_Problem to solve:_
All of the data must be output without alteration.

Stored data:
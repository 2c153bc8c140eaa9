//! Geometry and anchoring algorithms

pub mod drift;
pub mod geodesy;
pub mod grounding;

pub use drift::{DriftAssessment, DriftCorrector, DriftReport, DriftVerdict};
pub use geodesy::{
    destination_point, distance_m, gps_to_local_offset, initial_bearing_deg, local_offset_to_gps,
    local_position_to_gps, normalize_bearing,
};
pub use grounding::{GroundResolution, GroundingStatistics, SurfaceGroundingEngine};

_Result:_
repository 2c153bc8c140eaa9
//! Geometry and anchoring algorithms

pub mod drift;
pub mod geodesy;
pub mod grounding;

pub use drift::{DriftAssessment, DriftCorrector, DriftReport, DriftVerdict};
pub use geodesy::{
    destination_point, distance_m, gps_to_local_offset, initial_bearing_deg, local_offset_to_gps,
    local_position_to_gps, normalize_bearing,
};
pub use grounding::{GroundResolution, GroundingStatistics, SurfaceGroundingEngine};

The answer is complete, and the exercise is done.